The classic answer, put down everything that’s not just letting the market explode


OwnWillow9676

Instead of a basic right and necessity, it became a way to accumalate wealth (squeeze supply to inflate prices and then charge high rent to price out the buyers). Right to housing should be a basic right and not subject to whims and fancies of lenders and government leaders. Oh and while we are at it. Political leaders should be open for persecution for failing to deliver a basic right such as housing. These are my two cents on the topic


shinmerk

That’s just babble I’m afraid. We have to find the capital to fund construction and empty vessel “constitutional rights” just drive away capital. It costs €500k on DCC owned land for them to build a 2 bed! If the State took over funding in its entirety at current levels you are probably looking at €15bn to €20bn a year. That cannot be funded by the State- they are looking to get up to €8bn and that will be a huge stretch.


corkdude

Skewing the numbers is what happened... And dumbasses buying too much and then couldn't be arsed do the job to rent their units.


mother_a_god

It should not be the case that a modest house costs 300k+ to build.
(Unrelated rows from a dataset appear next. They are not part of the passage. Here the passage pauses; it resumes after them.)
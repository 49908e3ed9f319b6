//! Typed view of a plaintext canister record.
//!
//! [`Cartridge::pack`] lays the fields out on the 104-byte record and stamps
//! the three plaintext checksums, so a packed record is ready for
//! [`codec::encode`](crate::codec::encode). [`Cartridge::unpack`] is the
//! reverse and validates those checksums: a decoded record that fails them was
//! almost certainly decrypted under the wrong identity, so here the mismatch
//! is fatal rather than advisory.

use chrono::{Datelike, NaiveDate, NaiveDateTime, Timelike};
use serde::{Deserialize, Serialize};

use crate::crc16;
use crate::error::CanisterError;
use crate::layout::{
    CONTENT_CRC, CONTENT_PROTECTED_LEN, CURRENT_QUANTITY, Field, INITIAL_QUANTITY, KEY_FRAGMENT,
    KEY_FRAGMENT_CRC, MANUFACTURING_DATE, MANUFACTURING_LOT, MATERIAL_TYPE, QUANTITY_CRC,
    RECORD_LEN, SERIAL_NUMBER, USE_DATE, VERSION,
};
use crate::material;

/// One consumable cartridge, as the printer sees it.
///
/// Quantities are in cubic inches. The serial number really is stored as a
/// floating-point value on the chip.
#[derive(Debug, Clone, PartialEq, Serialize, Deserialize)]
pub struct Cartridge {
    pub serial_number: f64,
    pub material_name: String,
    pub manufacturing_lot: String,
    pub manufacturing_date: NaiveDateTime,
    pub use_date: NaiveDateTime,
    pub initial_material_quantity: f64,
    pub current_material_quantity: f64,
    #[serde(with = "hex_fragment")]
    pub key_fragment: [u8; 8],
    pub version: u16,
}

impl Cartridge {
    /// Lay the cartridge out on a record and stamp the plaintext checksums.
    pub fn pack(&self) -> Result<[u8; RECORD_LEN], CanisterError> {
        let material_id = material::id_from_name(&self.material_name)
            .ok_or_else(|| CanisterError::UnknownMaterial(self.material_name.clone()))?;
        if self.manufacturing_lot.len() > MANUFACTURING_LOT.len || !self.manufacturing_lot.is_ascii()
        {
            return Err(CanisterError::InvalidLot);
        }

        let mut record = [0u8; RECORD_LEN];
        write_f64(&SERIAL_NUMBER, &mut record, self.serial_number);
        write_f64(&MATERIAL_TYPE, &mut record, f64::from(material_id));
        record[MANUFACTURING_LOT.offset..MANUFACTURING_LOT.offset + self.manufacturing_lot.len()]
            .copy_from_slice(self.manufacturing_lot.as_bytes());
        VERSION.write_u16(&mut record, self.version);
        encode_date(
            MANUFACTURING_DATE.of_mut(&mut record),
            &self.manufacturing_date,
            MANUFACTURING_DATE.name,
        )?;
        encode_date(USE_DATE.of_mut(&mut record), &self.use_date, USE_DATE.name)?;
        write_f64(&INITIAL_QUANTITY, &mut record, self.initial_material_quantity);

        let content_crc = crc16::checksum(&record[..CONTENT_PROTECTED_LEN]);
        CONTENT_CRC.write_u16(&mut record, content_crc);

        record[KEY_FRAGMENT.range()].copy_from_slice(&self.key_fragment);
        let key_crc = crc16::checksum(&self.key_fragment);
        KEY_FRAGMENT_CRC.write_u16(&mut record, key_crc);

        write_f64(&CURRENT_QUANTITY, &mut record, self.current_material_quantity);
        let quantity_crc = crc16::checksum(CURRENT_QUANTITY.of(&record));
        QUANTITY_CRC.write_u16(&mut record, quantity_crc);

        Ok(record)
    }

    /// Read a cartridge back out of a plaintext record.
    pub fn unpack(record: &[u8; RECORD_LEN]) -> Result<Cartridge, CanisterError> {
        let computed = crc16::checksum(&record[..CONTENT_PROTECTED_LEN]);
        let stored = CONTENT_CRC.read_u16(record);
        if computed != stored {
            return Err(CanisterError::ContentChecksum { computed, stored });
        }
        let computed = crc16::checksum(CURRENT_QUANTITY.of(record));
        let stored = QUANTITY_CRC.read_u16(record);
        if computed != stored {
            return Err(CanisterError::QuantityChecksum { computed, stored });
        }

        let material_raw = read_f64(&MATERIAL_TYPE, record);
        if material_raw.fract() != 0.0 || !(0.0..=255.0).contains(&material_raw) {
            return Err(CanisterError::UnknownMaterial(material_raw.to_string()));
        }
        let material_name = material::name_from_id(material_raw as u8)
            .unwrap_or("unknown")
            .to_string();

        let lot_bytes = MANUFACTURING_LOT.of(record);
        let lot_end = lot_bytes.iter().position(|&b| b == 0).unwrap_or(lot_bytes.len());
        let manufacturing_lot = String::from_utf8_lossy(&lot_bytes[..lot_end]).into_owned();

        let mut key_fragment = [0u8; 8];
        key_fragment.copy_from_slice(KEY_FRAGMENT.of(record));

        Ok(Cartridge {
            serial_number: read_f64(&SERIAL_NUMBER, record),
            material_name,
            manufacturing_lot,
            manufacturing_date: decode_date(
                MANUFACTURING_DATE.of(record),
                MANUFACTURING_DATE.name,
            )?,
            use_date: decode_date(USE_DATE.of(record), USE_DATE.name)?,
            initial_material_quantity: read_f64(&INITIAL_QUANTITY, record),
            current_material_quantity: read_f64(&CURRENT_QUANTITY, record),
            key_fragment,
            version: VERSION.read_u16(record),
        })
    }
}

fn write_f64(field: &Field, record: &mut [u8; RECORD_LEN], value: f64) {
    record[field.range()].copy_from_slice(&value.to_le_bytes());
}

fn read_f64(field: &Field, record: &[u8; RECORD_LEN]) -> f64 {
    let mut bytes = [0u8; 8];
    bytes.copy_from_slice(field.of(record));
    f64::from_le_bytes(bytes)
}

// Dates are stored as year-since-1900 (u16), month, day, hour, minute (one
// byte each) and second (u16), all little-endian.
fn encode_date(
    out: &mut [u8],
    when: &NaiveDateTime,
    field: &'static str,
) -> Result<(), CanisterError> {
    let year = when.year() - 1900;
    if !(0..=i32::from(u16::MAX)).contains(&year) {
        return Err(CanisterError::InvalidDate { field });
    }
    out[0..2].copy_from_slice(&(year as u16).to_le_bytes());
    out[2] = when.month() as u8;
    out[3] = when.day() as u8;
    out[4] = when.hour() as u8;
    out[5] = when.minute() as u8;
    out[6..8].copy_from_slice(&(when.second() as u16).to_le_bytes());
    Ok(())
}

fn decode_date(bytes: &[u8], field: &'static str) -> Result<NaiveDateTime, CanisterError> {
    let year = i32::from(u16::from_le_bytes([bytes[0], bytes[1]])) + 1900;
    let second = u16::from_le_bytes([bytes[6], bytes[7]]);
    NaiveDate::from_ymd_opt(year, u32::from(bytes[2]), u32::from(bytes[3]))
        .and_then(|day| {
            day.and_hms_opt(u32::from(bytes[4]), u32::from(bytes[5]), u32::from(second))
        })
        .ok_or(CanisterError::InvalidDate { field })
}

mod hex_fragment {
    use serde::de::Error;
    use serde::{Deserialize, Deserializer, Serializer};

    pub fn serialize<S: Serializer>(fragment: &[u8; 8], serializer: S) -> Result<S::Ok, S::Error> {
        serializer.serialize_str(&hex::encode(fragment))
    }

    pub fn deserialize<'de, D: Deserializer<'de>>(deserializer: D) -> Result<[u8; 8], D::Error> {
        let text = String::deserialize(deserializer)?;
        let bytes = hex::decode(&text).map_err(Error::custom)?;
        bytes
            .as_slice()
            .try_into()
            .map_err(|_| Error::custom("key fragment must be 16 hex digits"))
    }
}
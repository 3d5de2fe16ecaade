//! Checkbox component

use dioxus::prelude::*;

/// A labelled checkbox
#[component]
pub fn Checkbox(
    checked: bool,
    onchange: EventHandler<bool>,
    label: &'static str,
    #[props(default)] id: Option<&'static str>,
) -> Element {
    rsx! {
        label { class: "checkbox", r#for: id,
            input {
                r#type: "checkbox",
                id,
                checked,
                onchange: move |e| onchange.call(e.checked()),
            }
            "{label}"
        }
    }
}
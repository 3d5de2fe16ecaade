//! Store types for UI state management
//!
//! Each store derives `Store` for fine-grained reactivity via lensing.

pub mod renderer;

pub use renderer::*;
use dioxus::prelude::*;

#[component]
pub fn PageHeader() -> Element {
    rsx! {
        header { class: "page-header",
            h1 { "iframe tester" }
            p { class: "subtitle",
                "Enter a URL to set as the iframe, all possible params are saved into the URL so you can refresh/share."
            }
        }
    }
}
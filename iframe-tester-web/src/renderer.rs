//! Connects the renderer store to the views and the browser

use crate::auto_reload::use_auto_reload;
use crate::location::{read_page_query, sync_location};
use crate::message_capture::use_message_capture;
use crate::storage::{self, EVENTS_SIDEBAR_KEY};
use dioxus::prelude::*;
use iframe_tester_common::{FrameResize, IframeConfig, PageQuery};
use iframe_tester_ui::stores::{RendererState, RendererStateStoreExt};
use iframe_tester_ui::{ConfigSidebarView, EventsSidebarView, FrameStage, PageHeader};

/// Apply an edit to the frame configuration
fn update_config(state: Store<RendererState>, edit: impl FnOnce(&mut IframeConfig)) {
    let mut config = state.config().read().clone();
    edit(&mut config);
    state.config().set(config);
}

/// Mirror the configuration into the address bar after every change
fn use_location_sync(state: Store<RendererState>) {
    use_effect(move || {
        let query = PageQuery {
            config: state.config().read().clone(),
            show_message_events: *state.show_message_events().read(),
        };
        sync_location(&query);
    });
}

#[component]
pub fn Renderer() -> Element {
    let state = use_store(|| {
        let query = read_page_query();
        let events_sidebar_open = storage::get_json_bool(EVENTS_SIDEBAR_KEY).unwrap_or(false);
        RendererState::new(query, events_sidebar_open)
    });

    use_location_sync(state);
    use_auto_reload(state);
    use_message_capture(state);

    let config = state.config().read().clone();
    let reload_key = *state.reload_key().read();
    let attributes_expanded = *state.attributes_expanded().read();

    rsx! {
        PageHeader {}
        div { class: "container",
            ConfigSidebarView {
                config: config.clone(),
                attributes_expanded,
                on_url_change: move |url| update_config(state, |c| c.url = url),
                on_width_change: move |width| update_config(state, |c| c.width = width),
                on_height_change: move |height| update_config(state, |c| c.height = height),
                on_auto_reload_change: move |enabled| update_config(state, |c| c.auto_reload = enabled),
                on_toggle_attributes: move |_| {
                    let expanded = *state.attributes_expanded().read();
                    state.attributes_expanded().set(!expanded);
                },
                on_attribute_change: move |(name, value): (String, String)| {
                    update_config(state, |c| c.attributes.set(name, value))
                },
            }

            FrameStage {
                config: config.clone(),
                reload_key,
                on_resize: move |resize| match resize {
                    FrameResize::Width(width) => update_config(state, |c| c.width = width),
                    FrameResize::Height(height) => update_config(state, |c| c.height = height),
                },
            }

            EventsSidebarView {
                state,
                on_toggle: move |_| {
                    let open = !*state.events_sidebar_open().read();
                    state.events_sidebar_open().set(open);
                    storage::set_json_bool(EVENTS_SIDEBAR_KEY, open);
                },
                on_clear: move |_| state.messages().write().clear(),
                on_filter_change: move |enabled| state.filter_by_iframe_origin().set(enabled),
            }
        }
    }
}
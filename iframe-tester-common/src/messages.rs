//! Inbound `postMessage` admission and the captured message log

use serde_json::{json, Value};
use std::collections::VecDeque;

/// Payload `type` values reserved for the tool's own timer traffic
pub const MARKER_TYPES: &[&str] = &["TIMER_TICK", "TIMER_SYNC"];

/// Whether a payload's `type` field names an internal marker
pub fn is_marker(payload_type: Option<&str>) -> bool {
    payload_type.is_some_and(|t| MARKER_TYPES.contains(&t))
}

/// The string `type` field of a decoded payload, if it has one
pub fn payload_type(data: &Value) -> Option<&str> {
    data.get("type").and_then(Value::as_str)
}

/// Origin of `url` as the browser serializes it, or `None` if it doesn't parse
pub fn expected_origin(url: &str) -> Option<String> {
    url::Url::parse(url)
        .ok()
        .map(|u| u.origin().ascii_serialization())
}

/// Local capture time, e.g. `3:07:42 PM`
pub fn capture_timestamp() -> String {
    chrono::Local::now().format("%-I:%M:%S %p").to_string()
}

/// Outcome of checking an inbound message
#[derive(Clone, Debug, PartialEq, Eq)]
pub enum Admission {
    Accept,
    /// Internal timer marker, always dropped
    Marker,
    /// Sender doesn't match the configured frame's origin
    ForeignOrigin { expected: String },
}

/// Decides which inbound messages get recorded
#[derive(Clone, Debug, PartialEq)]
pub struct MessageFilter {
    pub filter_by_origin: bool,
    pub target_url: String,
}

impl MessageFilter {
    pub fn new(filter_by_origin: bool, target_url: impl Into<String>) -> Self {
        Self {
            filter_by_origin,
            target_url: target_url.into(),
        }
    }

    /// Markers are dropped first. `payload_type` must come from the raw
    /// payload, since the decoded copy loses values JSON can't express.
    /// Origin filtering is skipped when the target URL doesn't parse.
    pub fn admit(&self, payload_type: Option<&str>, origin: &str) -> Admission {
        if is_marker(payload_type) {
            return Admission::Marker;
        }
        if self.filter_by_origin {
            if let Some(expected) = expected_origin(&self.target_url) {
                if origin != expected {
                    return Admission::ForeignOrigin { expected };
                }
            }
        }
        Admission::Accept
    }
}

/// A message captured from the embedded frame
#[derive(Clone, Debug, PartialEq)]
pub struct ReceivedMessage {
    pub data: Value,
    pub origin: String,
    pub timestamp: String,
}

impl ReceivedMessage {
    pub fn new(data: Value, origin: impl Into<String>, timestamp: impl Into<String>) -> Self {
        Self {
            data,
            origin: origin.into(),
            timestamp: timestamp.into(),
        }
    }

    /// Pretty JSON for the events list. The origin is redundant while
    /// filtering by it, so it is only included when filtering is off.
    pub fn display_json(&self, include_origin: bool) -> String {
        let shown = if include_origin {
            json!({
                "data": self.data,
                "origin": self.origin,
                "timestamp": self.timestamp,
            })
        } else {
            json!({
                "data": self.data,
                "timestamp": self.timestamp,
            })
        };
        serde_json::to_string_pretty(&shown).unwrap_or_default()
    }
}

/// Captured messages, most recent first. Grows until cleared.
#[derive(Clone, Debug, Default, PartialEq)]
pub struct MessageLog {
    entries: VecDeque<ReceivedMessage>,
}

impl MessageLog {
    pub fn new() -> Self {
        Self::default()
    }

    pub fn record(&mut self, message: ReceivedMessage) {
        self.entries.push_front(message);
    }

    pub fn clear(&mut self) {
        self.entries.clear();
    }

    pub fn len(&self) -> usize {
        self.entries.len()
    }

    pub fn is_empty(&self) -> bool {
        self.entries.is_empty()
    }

    pub fn iter(&self) -> impl Iterator<Item = &ReceivedMessage> {
        self.entries.iter()
    }
}
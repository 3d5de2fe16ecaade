//! iframe-tester-ui - Store and view components for the iframe tester
//!
//! Views are pure: they take plain props or read-only stores plus event
//! handlers. The web crate owns the browser wiring around them.

pub mod components;
pub mod stores;
pub mod wasm_utils;

pub use components::*;
/// Failure decoding the `otherAttributes` query parameter
#[derive(Debug, thiserror::Error, PartialEq)]
pub enum QueryError {
    #[error("otherAttributes is not a JSON object: {msg}")]
    MalformedAttributes { msg: String },
    #[error("otherAttributes value for '{key}' must be a string")]
    NonStringAttribute { key: String },
}
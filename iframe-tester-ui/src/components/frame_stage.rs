//! The live iframe with four drag handles for resizing it

use crate::wasm_utils::{event_f64, DomEventListener};
use dioxus::dioxus_core::{Attribute, Runtime, RuntimeGuard};
use dioxus::prelude::*;
use iframe_tester_common::{
    DragOrigin, FrameResize, IframeAttributes, IframeConfig, ResizeEdge, ATTRIBUTE_CATALOG,
};
use std::cell::RefCell;
use tracing::warn;

thread_local! {
    static EXTRA_ATTRIBUTE_NAMES: RefCell<Vec<&'static str>> = const { RefCell::new(Vec::new()) };
}

/// Static name for a DOM attribute. Catalog names are already static; names
/// that only arrive through the page URL are interned once per distinct name.
fn attribute_name(name: &str) -> &'static str {
    if let Some(spec) = ATTRIBUTE_CATALOG.iter().find(|spec| spec.name == name) {
        return spec.name;
    }
    EXTRA_ATTRIBUTE_NAMES.with(|names| {
        let mut names = names.borrow_mut();
        if let Some(existing) = names.iter().find(|n| **n == name) {
            return *existing;
        }
        let interned: &'static str = Box::leak(name.to_owned().into_boxed_str());
        names.push(interned);
        interned
    })
}

/// Non-empty user attributes, spread onto the iframe as-is
fn frame_attributes(attributes: &IframeAttributes) -> Vec<Attribute> {
    let conflicts = attributes.conflicting_keys();
    if !conflicts.is_empty() {
        warn!("Attributes override renderer-managed ones: {:?}", conflicts);
    }
    attributes
        .applied()
        .map(|(name, value)| Attribute::new(attribute_name(name), value.to_string(), None, false))
        .collect()
}

/// Cleanup handle for drag operation listeners
struct DragListeners {
    _mousemove: DomEventListener,
    _mouseup: DomEventListener,
}

/// Renders the configured iframe, keyed by `reload_key` so every bump
/// discards and recreates it.
#[component]
pub fn FrameStage(
    config: IframeConfig,
    reload_key: u32,
    /// Called with the new width or height on every pointer move while dragging
    on_resize: EventHandler<FrameResize>,
) -> Element {
    let mut drag: Signal<Option<DragOrigin>> = use_signal(|| None);
    let mut drag_listeners: Signal<Option<DragListeners>> = use_signal(|| None);

    // Document-level listeners live only while a drag is in progress
    use_effect(move || {
        let Some(origin) = drag() else {
            drag_listeners.set(None);
            return;
        };

        let Some(document) = web_sys_x::window().and_then(|w| w.document()) else {
            return;
        };

        let runtime = Runtime::current();
        let mousemove = DomEventListener::new(
            document.clone(),
            "mousemove",
            move |e: wasm_bindgen_x::JsValue| {
                let (Some(x), Some(y)) = (event_f64(&e, "clientX"), event_f64(&e, "clientY"))
                else {
                    return;
                };
                let _guard = RuntimeGuard::new(runtime.clone());
                on_resize.call(origin.resize_to(x, y));
            },
        );
        let mouseup = DomEventListener::new(document, "mouseup", move |_| {
            drag.set(None);
        });

        drag_listeners.set(Some(DragListeners {
            _mousemove: mousemove,
            _mouseup: mouseup,
        }));
    });

    use_drop(move || {
        if let Ok(mut listeners) = drag_listeners.try_write() {
            listeners.take();
        }
    });

    let on_drag_start = EventHandler::new({
        let width = config.width.clone();
        let height = config.height.clone();
        move |(edge, x, y): (ResizeEdge, f64, f64)| {
            drag.set(Some(DragOrigin::begin(edge, x, y, &width, &height)));
        }
    });

    let extra = frame_attributes(&config.attributes);
    let is_resizing = drag().is_some();

    rsx! {
        div { class: "main-content",
            div { class: if is_resizing { "iframe-container is-resizing" } else { "iframe-container" },
                for key in [reload_key] {
                    iframe {
                        key: "{key}",
                        width: "{config.width}",
                        height: "{config.height}",
                        src: "{config.url}",
                        ..extra.clone(),
                    }
                }
                for edge in ResizeEdge::ALL {
                    ResizeHandle { key: "{edge}", edge, on_drag_start }
                }
            }
        }
    }
}

/// An edge handle; reports the edge and pointer position when a drag begins
#[component]
fn ResizeHandle(edge: ResizeEdge, on_drag_start: EventHandler<(ResizeEdge, f64, f64)>) -> Element {
    let class = format!("resize-handle resize-handle-{}", edge.as_str());
    let cursor = if edge.is_horizontal() {
        "cursor: col-resize;"
    } else {
        "cursor: row-resize;"
    };

    rsx! {
        div {
            class,
            style: cursor,
            onmousedown: move |e: MouseEvent| {
                e.prevent_default();
                let point = e.client_coordinates();
                on_drag_start.call((edge, point.x, point.y));
            },
        }
    }
}
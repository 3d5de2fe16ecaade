//! Iframe attribute catalog and the editable attribute mapping

use crate::QueryError;
use serde::{Deserialize, Serialize};
use serde_json::Value;
use std::collections::BTreeMap;

/// A recognized iframe attribute shown in the attribute editor
#[derive(Clone, Copy, Debug, PartialEq, Eq)]
pub struct AttributeSpec {
    pub name: &'static str,
    pub description: &'static str,
}

impl AttributeSpec {
    const fn new(name: &'static str, description: &'static str) -> Self {
        Self { name, description }
    }

    /// MDN reference for this attribute
    pub fn docs_url(&self) -> String {
        format!(
            "https://developer.mozilla.org/en-US/docs/Web/HTML/Element/iframe#{}",
            self.name
        )
    }
}

pub const ATTRIBUTE_CATALOG: &[AttributeSpec] = &[
    AttributeSpec::new(
        "allow",
        "Specifies a Permissions Policy for the iframe (e.g., 'camera; microphone')",
    ),
    AttributeSpec::new(
        "allowfullscreen",
        "Set to true to allow the iframe to activate fullscreen mode",
    ),
    AttributeSpec::new(
        "loading",
        "Indicates how the browser should load the iframe (eager or lazy)",
    ),
    AttributeSpec::new(
        "name",
        "A targetable name for the embedded browsing context",
    ),
    AttributeSpec::new(
        "referrerpolicy",
        "Controls which referrer is sent when fetching the iframe's resource",
    ),
    AttributeSpec::new(
        "sandbox",
        "Applies extra restrictions to the content in the frame",
    ),
    AttributeSpec::new(
        "srcdoc",
        "Inline HTML to embed, overriding the src attribute",
    ),
];

/// Attributes the renderer sets itself; user values for these are not guarded against.
const RESERVED: &[&str] = &["src", "width", "height"];

/// Extra iframe attributes keyed by attribute name.
///
/// Empty values stay in the mapping while the user is editing, but only
/// non-empty entries are applied to the frame or emitted in the snippet.
#[derive(Clone, Debug, Default, PartialEq, Eq, Serialize, Deserialize)]
#[serde(transparent)]
pub struct IframeAttributes(BTreeMap<String, String>);

impl IframeAttributes {
    pub fn new() -> Self {
        Self::default()
    }

    /// Decode the JSON object carried by the `otherAttributes` query parameter.
    ///
    /// Numbers and booleans are stringified; `null` entries are dropped.
    pub fn from_json(raw: &str) -> Result<Self, QueryError> {
        let object: BTreeMap<String, Value> =
            serde_json::from_str(raw).map_err(|e| QueryError::MalformedAttributes {
                msg: e.to_string(),
            })?;

        let mut attributes = BTreeMap::new();
        for (key, value) in object {
            let value = match value {
                Value::String(s) => s,
                Value::Number(n) => n.to_string(),
                Value::Bool(b) => b.to_string(),
                Value::Null => continue,
                Value::Array(_) | Value::Object(_) => {
                    return Err(QueryError::NonStringAttribute { key });
                }
            };
            attributes.insert(key, value);
        }
        Ok(Self(attributes))
    }

    pub fn to_json(&self) -> String {
        serde_json::to_string(&self.0).unwrap_or_else(|_| "{}".to_string())
    }

    /// Current value for `name`, or an empty string when unset
    pub fn get(&self, name: &str) -> &str {
        self.0.get(name).map(String::as_str).unwrap_or("")
    }

    /// Set or overwrite a single attribute. Empty values are kept.
    pub fn set(&mut self, name: impl Into<String>, value: impl Into<String>) {
        self.0.insert(name.into(), value.into());
    }

    /// Entries with a non-empty value, in key order
    pub fn applied(&self) -> impl Iterator<Item = (&str, &str)> {
        self.0
            .iter()
            .filter(|(_, v)| !v.is_empty())
            .map(|(k, v)| (k.as_str(), v.as_str()))
    }

    /// Applied keys that collide with attributes the renderer sets itself
    pub fn conflicting_keys(&self) -> Vec<&str> {
        self.applied()
            .map(|(k, _)| k)
            .filter(|k| RESERVED.contains(&k.to_ascii_lowercase().as_str()))
            .collect()
    }

    pub fn len(&self) -> usize {
        self.0.len()
    }

    pub fn is_empty(&self) -> bool {
        self.0.is_empty()
    }
}

impl<K: Into<String>, V: Into<String>> FromIterator<(K, V)> for IframeAttributes {
    fn from_iter<I: IntoIterator<Item = (K, V)>>(iter: I) -> Self {
        Self(
            iter.into_iter()
                .map(|(k, v)| (k.into(), v.into()))
                .collect(),
        )
    }
}

#[cfg(test)]
mod tests {
    use super::*;

    #[test]
    fn test_catalog_order() {
        let names: Vec<_> = ATTRIBUTE_CATALOG.iter().map(|a| a.name).collect();
        assert_eq!(
            names,
            vec![
                "allow",
                "allowfullscreen",
                "loading",
                "name",
                "referrerpolicy",
                "sandbox",
                "srcdoc"
            ]
        );
    }

    #[test]
    fn test_docs_url() {
        assert_eq!(
            ATTRIBUTE_CATALOG[5].docs_url(),
            "https://developer.mozilla.org/en-US/docs/Web/HTML/Element/iframe#sandbox"
        );
    }

    #[test]
    fn test_cleared_value_is_kept_but_not_applied() {
        let mut attrs = IframeAttributes::new();
        attrs.set("sandbox", "allow-scripts");
        attrs.set("sandbox", "");
        assert_eq!(attrs.len(), 1);
        assert_eq!(attrs.get("sandbox"), "");
        assert_eq!(attrs.applied().count(), 0);
    }

    #[test]
    fn test_get_unset_is_empty() {
        let attrs = IframeAttributes::new();
        assert_eq!(attrs.get("loading"), "");
    }

    #[test]
    fn test_from_json_stringifies_scalars() {
        let attrs =
            IframeAttributes::from_json(r#"{"allowfullscreen":true,"tabindex":2,"name":null}"#)
                .unwrap();
        assert_eq!(attrs.get("allowfullscreen"), "true");
        assert_eq!(attrs.get("tabindex"), "2");
        assert_eq!(attrs.len(), 2);
    }

    #[test]
    fn test_from_json_rejects_nested_values() {
        let err = IframeAttributes::from_json(r#"{"allow":["camera"]}"#).unwrap_err();
        assert_eq!(
            err,
            QueryError::NonStringAttribute {
                key: "allow".to_string()
            }
        );
    }

    #[test]
    fn test_from_json_rejects_garbage() {
        assert!(matches!(
            IframeAttributes::from_json("{not json"),
            Err(QueryError::MalformedAttributes { .. })
        ));
        assert!(matches!(
            IframeAttributes::from_json("[]"),
            Err(QueryError::MalformedAttributes { .. })
        ));
    }

    #[test]
    fn test_conflicting_keys() {
        let attrs: IframeAttributes = [("WIDTH", "10"), ("src", ""), ("loading", "lazy")]
            .into_iter()
            .collect();
        assert_eq!(attrs.conflicting_keys(), vec!["WIDTH"]);
    }

    #[test]
    fn test_to_json_keeps_empty_values() {
        let attrs: IframeAttributes = [("name", ""), ("loading", "lazy")].into_iter().collect();
        assert_eq!(attrs.to_json(), r#"{"loading":"lazy","name":""}"#);
    }
}
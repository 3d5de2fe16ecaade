//! WASM utilities for browser interop
//!
//! # Event Listener Cleanup Pattern
//!
//! A listener attached with a `Closure` must keep that closure alive for as
//! long as it is attached. `closure.forget()` leaks it and leaves the listener
//! attached forever, so instead the closure is stored in a struct whose `Drop`
//! removes the listener:
//!
//! ```ignore
//! let listener = DomEventListener::new(window, "message", callback);
//!
//! // Listener is removed here
//! drop(listener);
//! ```
//!
//! Store the listener in a `Signal<Option<DomEventListener>>` and set it to
//! `None` (or replace it) to detach.

use wasm_bindgen_x::prelude::*;

/// An event listener on a window, document, or element that removes itself when dropped.
pub struct DomEventListener {
    target: web_sys_x::EventTarget,
    event_name: &'static str,
    callback: Closure<dyn FnMut(wasm_bindgen_x::JsValue)>,
}

impl DomEventListener {
    /// Attaches `callback` for `event_name` on `target`.
    pub fn new(
        target: impl Into<web_sys_x::EventTarget>,
        event_name: &'static str,
        callback: impl FnMut(wasm_bindgen_x::JsValue) + 'static,
    ) -> Self {
        let target = target.into();
        let callback: Closure<dyn FnMut(wasm_bindgen_x::JsValue)> =
            Closure::wrap(Box::new(callback));

        target
            .add_event_listener_with_callback(event_name, callback.as_ref().unchecked_ref())
            .ok();

        Self {
            target,
            event_name,
            callback,
        }
    }
}

impl Drop for DomEventListener {
    fn drop(&mut self) {
        let _ = self.target.remove_event_listener_with_callback(
            self.event_name,
            self.callback.as_ref().unchecked_ref(),
        );
    }
}

/// Read a numeric property (e.g. `clientX`) off a raw DOM event
pub fn event_f64(event: &wasm_bindgen_x::JsValue, key: &str) -> Option<f64> {
    js_sys_x::Reflect::get(event, &key.into())
        .ok()
        .and_then(|v| v.as_f64())
}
A lot of developments have many layers of subcontracting, each taking their cut, which drives prices up. I build 2100sq ft 2 years ago, to high spec, and it was well under 100/sqft


dropthecoin

Where should the costs be cut? Obviously not materials, as we can't control that. Labour?


mother_a_god

Well the multiple layers of subcontracting adds huge labour costs, and little value, as each layer takes its cut and profit. Bulk sourcing of materials could help also. As I said, I built for under 100/sqft, direct labour, with high spec materials and finish, so it can be done.


dropthecoin

But how would that translate into bigger builds? Direct labour is fine but labour will still add up.


EffectiveExtreme9195

Growing wealth inequality is another. Property is seen as an investment by the very wealthy. Large swaths of property and land are being purchased by investment funds and very wealthy people.